We’re in! Joe carried me across the threshold, and we had a champagne toast to mark our first day in the new house. It struck me immediately that planning for a new home is like planning a wedding — emotions run high with both excitement and overwhelm. Everyone has advice and suggestions that are wonderful but can be like eating too many cookies…too much of a good thing. And the swirling list of to-do’s renders you almost paralyzed. Where do you start? How do you stay organized? How is life going to change after all this planning? It’s exactly the same.

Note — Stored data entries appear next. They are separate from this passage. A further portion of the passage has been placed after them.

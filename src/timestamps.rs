//! Timestamp lists and floor matching.
//!
//! A [`Timestamps`] value is the ordered, deduplicated list of instants a query
//! is evaluated at. Snapshot queries produce one state per listed instant;
//! contribution queries cover the half-open interval `[first, last)` and bucket
//! each edit under the largest listed instant that is `<=` the edit time.

use crate::error::{Error, Result};
use chrono::{DateTime, Months, NaiveDate, NaiveDateTime, TimeZone, Utc};
use regex::Regex;
use serde::{Deserialize, Serialize};
use std::sync::OnceLock;

/// Milliseconds since UNIX epoch (UTC).
pub type TimestampMs = i64;

/// A non-empty, sorted, deduplicated list of query instants.
#[derive(Clone, Debug, PartialEq, Eq, Hash, Serialize, Deserialize)]
pub struct Timestamps {
    list: Vec<TimestampMs>,
}

impl Timestamps {
    /// Build from arbitrary instants; sorts and removes duplicates.
    pub fn new(instants: impl IntoIterator<Item = TimestampMs>) -> Result<Self> {
        let mut list: Vec<TimestampMs> = instants.into_iter().collect();
        list.sort_unstable();
        list.dedup();
        if list.is_empty() {
            return Err(Error::InvalidTimestamp("timestamp list is empty".into()));
        }
        Ok(Self { list })
    }

    #[must_use]
    pub fn single(instant: TimestampMs) -> Self {
        Self {
            list: vec![instant],
        }
    }

    /// Parse a list of ISO-8601 dates or date-times.
    pub fn parse<S: AsRef<str>>(values: &[S]) -> Result<Self> {
        let parsed = values
            .iter()
            .map(|s| parse_instant(s.as_ref()))
            .collect::<Result<Vec<_>>>()?;
        Self::new(parsed)
    }

    /// Regularly spaced instants from `start` to `end` (inclusive when it falls on a step).
    ///
    /// `period` is an ISO-8601 duration such as `P1M`, `P1Y`, `P7D` or `PT6H`.
    ///
    /// ```
    /// use histbeam::Timestamps;
    /// let ts = Timestamps::range("2020-01-01", "2020-04-01", "P1M")?;
    /// assert_eq!(ts.len(), 4);
    /// # Ok::<_, histbeam::Error>(())
    /// ```
    pub fn range(start: &str, end: &str, period: &str) -> Result<Self> {
        let start = parse_datetime(start)?;
        let end = parse_datetime(end)?;
        if end < start {
            return Err(Error::InvalidTimestamp(format!(
                "range end {end} precedes start {start}"
            )));
        }
        let step = Period::parse(period)?;
        let mut list = Vec::new();
        let mut cur = start;
        while cur <= end {
            list.push(cur.timestamp_millis());
            cur = step.advance(cur)?;
        }
        Self::new(list)
    }

    #[must_use]
    pub fn first(&self) -> TimestampMs {
        self.list[0]
    }

    #[must_use]
    pub fn last(&self) -> TimestampMs {
        self.list[self.list.len() - 1]
    }

    #[must_use]
    pub fn as_slice(&self) -> &[TimestampMs] {
        &self.list
    }

    #[must_use]
    pub fn len(&self) -> usize {
        self.list.len()
    }

    #[must_use]
    pub fn is_empty(&self) -> bool {
        self.list.is_empty()
    }

    pub fn iter(&self) -> impl Iterator<Item = TimestampMs> + '_ {
        self.list.iter().copied()
    }

    /// Interval covered by contribution queries: `[first, last)`.
    #[must_use]
    pub fn interval(&self) -> (TimestampMs, TimestampMs) {
        (self.first(), self.last())
    }

    /// Floor-match an edit time into the list.
    ///
    /// Valid edit times lie in `[first, last)`; a single-entry list only accepts
    /// its own instant.
    pub fn floor(&self, t: TimestampMs) -> Result<TimestampMs> {
        let in_span = if self.list.len() == 1 {
            t == self.first()
        } else {
            t >= self.first() && t < self.last()
        };
        if !in_span {
            return Err(self.out_of_range(t));
        }
        Ok(self.floor_unchecked(t))
    }

    /// Floor-match with an inclusive upper bound: valid times lie in `[first, last]`.
    pub fn floor_inclusive(&self, t: TimestampMs) -> Result<TimestampMs> {
        if t < self.first() || t > self.last() {
            return Err(self.out_of_range(t));
        }
        Ok(self.floor_unchecked(t))
    }

    /// Buckets a contribution aggregation can produce: every instant but the last.
    #[must_use]
    pub fn contribution_buckets(&self) -> Vec<TimestampMs> {
        if self.list.len() == 1 {
            return self.list.clone();
        }
        self.list[..self.list.len() - 1].to_vec()
    }

    fn floor_unchecked(&self, t: TimestampMs) -> TimestampMs {
        // partition_point returns the count of entries <= t, which is >= 1 here.
        let idx = self.list.partition_point(|&x| x <= t);
        self.list[idx - 1]
    }

    fn out_of_range(&self, t: TimestampMs) -> Error {
        Error::TimestampOutOfRange {
            timestamp: t,
            first: self.first(),
            last: self.last(),
        }
    }
}

/// Parse `YYYY-MM-DD`, `YYYY-MM-DDTHH:MM:SS` (UTC) or a full RFC 3339 date-time.
pub fn parse_instant(s: &str) -> Result<TimestampMs> {
    parse_datetime(s).map(|dt| dt.timestamp_millis())
}

fn parse_datetime(s: &str) -> Result<DateTime<Utc>> {
    let s = s.trim();
    if let Ok(dt) = DateTime::parse_from_rfc3339(s) {
        return Ok(dt.with_timezone(&Utc));
    }
    if let Ok(ndt) = NaiveDateTime::parse_from_str(s, "%Y-%m-%dT%H:%M:%S") {
        return Ok(Utc.from_utc_datetime(&ndt));
    }
    let date = NaiveDate::parse_from_str(s, "%Y-%m-%d")
        .map_err(|e| Error::InvalidTimestamp(format!("{s:?}: {e}")))?;
    let midnight = date
        .and_hms_opt(0, 0, 0)
        .ok_or_else(|| Error::InvalidTimestamp(format!("{s:?}: no midnight")))?;
    Ok(Utc.from_utc_datetime(&midnight))
}

/// A calendar-aware ISO-8601 duration.
#[derive(Clone, Copy, Debug, PartialEq, Eq)]
struct Period {
    months: u32,
    seconds: i64,
}

impl Period {
    fn parse(s: &str) -> Result<Self> {
        static PATTERN: OnceLock<Regex> = OnceLock::new();
        let re = PATTERN.get_or_init(|| {
            Regex::new(
                r"^P(?:(\d+)Y)?(?:(\d+)M)?(?:(\d+)W)?(?:(\d+)D)?(?:T(?:(\d+)H)?(?:(\d+)M)?(?:(\d+)S)?)?$",
            )
            .expect("period pattern is valid")
        });
        let caps = re
            .captures(s.trim())
            .ok_or_else(|| Error::InvalidTimestamp(format!("{s:?} is not an ISO-8601 period")))?;
        let field = |i: usize| -> Result<i64> {
            caps.get(i)
                .map_or(Ok(0), |m| m.as_str().parse::<i64>())
                .map_err(|e| Error::InvalidTimestamp(format!("{s:?}: {e}")))
        };
        let months = field(1)? * 12 + field(2)?;
        let seconds = field(3)? * 7 * 86_400
            + field(4)? * 86_400
            + field(5)? * 3_600
            + field(6)? * 60
            + field(7)?;
        if months == 0 && seconds == 0 {
            return Err(Error::InvalidTimestamp(format!("{s:?} is an empty period")));
        }
        let months = u32::try_from(months)
            .map_err(|_| Error::InvalidTimestamp(format!("{s:?}: period too long")))?;
        Ok(Self { months, seconds })
    }

    fn advance(&self, t: DateTime<Utc>) -> Result<DateTime<Utc>> {
        let shifted = if self.months > 0 {
            t.checked_add_months(Months::new(self.months))
                .ok_or_else(|| Error::InvalidTimestamp("period overflows the calendar".into()))?
        } else {
            t
        };
        Ok(shifted + chrono::Duration::seconds(self.seconds))
    }
}

#[cfg(test)]
mod tests {
    use super::*;

    #[test]
    fn period_parses_calendar_and_clock_parts() {
        assert_eq!(
            Period::parse("P1Y2M").unwrap(),
            Period {
                months: 14,
                seconds: 0
            }
        );
        assert_eq!(Period::parse("PT6H").unwrap().seconds, 6 * 3_600);
        assert_eq!(Period::parse("P1W").unwrap().seconds, 7 * 86_400);
        assert!(Period::parse("P").is_err());
        assert!(Period::parse("1M").is_err());
    }

    #[test]
    fn new_sorts_and_dedups() {
        let ts = Timestamps::new([30, 10, 20, 10]).unwrap();
        assert_eq!(ts.as_slice(), &[10, 20, 30]);
        assert!(Timestamps::new([]).is_err());
    }

    #[test]
    fn floor_matches_into_the_half_open_span() {
        let ts = Timestamps::new([100, 200, 300]).unwrap();
        assert_eq!(ts.floor(100).unwrap(), 100);
        assert_eq!(ts.floor(199).unwrap(), 100);
        assert_eq!(ts.floor(200).unwrap(), 200);
        assert!(matches!(ts.floor(99), Err(Error::TimestampOutOfRange { .. })));
        assert!(ts.floor(300).is_err());
        assert_eq!(ts.floor_inclusive(300).unwrap(), 300);
        assert_eq!(ts.contribution_buckets(), vec![100, 200]);
    }

    #[test]
    fn dates_parse_to_utc_midnight() {
        assert_eq!(parse_instant("1970-01-02").unwrap(), 86_400_000);
        assert_eq!(parse_instant("1970-01-01T00:00:01Z").unwrap(), 1_000);
        assert_eq!(parse_instant("1970-01-01T00:01:00").unwrap(), 60_000);
    }
}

So we’re planning our new home like we’re doing the wedding — we don’t make decisions without consulting with each other, we depend on each other’s strengths in certain areas, we keep a sense of humor when we can, and we focus on the bigger meaning of it all — the start of a new life together. Friends and family stopped by to help and to bring flowers, friends stopped by with welcome messages and gifts, and the new neighbors have been terrific. Although it wasn’t exactly the most ideal first impression when I had to go next door to borrow a corkscrew, a moment topped only by the fact that our neighbor’s 8 year-old son knew where it was and went to get it for us 😉
So we’re in the middle of a wave-filled ocean with lots of ups and downs, as the house reveals itself to us. [I’m inspired right now by one of my favorite movies playing on my DVD right now — Under the Tuscan Sun, where Frances says that “the key to overcoming buyer’s remorse is to have a plan. Pick one room and make it your own. Go slowly. Introduce yourself, and the house will introduce itself to you.’ So true.] Our house has revealed itself to have gorgeous hardwood floors underneath the shoddy carpet. And a 1950’s maritime wallpaper behind the ugly wood paneling in what will be our office. And an oven that doesn’t work. So much for our romantic dinner at the house tonight. But a new home, like a wedding, has thousands of facets and details and steps…not every one of them can be flawless. We have to have a few challenges to make it worth it. The best weddings come through a trial by fire with lots of unexpected setbacks, and that’s how it will be with the house.
What matters most about the new house, like a wedding, is who you’re spending your life with. That’s it. So while exhaustion is definitely a factor, we always push through that hitting the wall period and get a few extra good hours in. Bottom line: in the first two days, we have all the carpets up, all the bedrooms cleared of an obscene number of staples in the floor, wallpaper down in 2 rooms, a new light fixture up, most of our kitchen supplies in place, our cable and phone in place, and a wooden duck named Anthony who sits in our front window looking back over his shoulder at us like he’s just seen something phenomenal outside. All the phenomenal is inside. Just like with a wedding.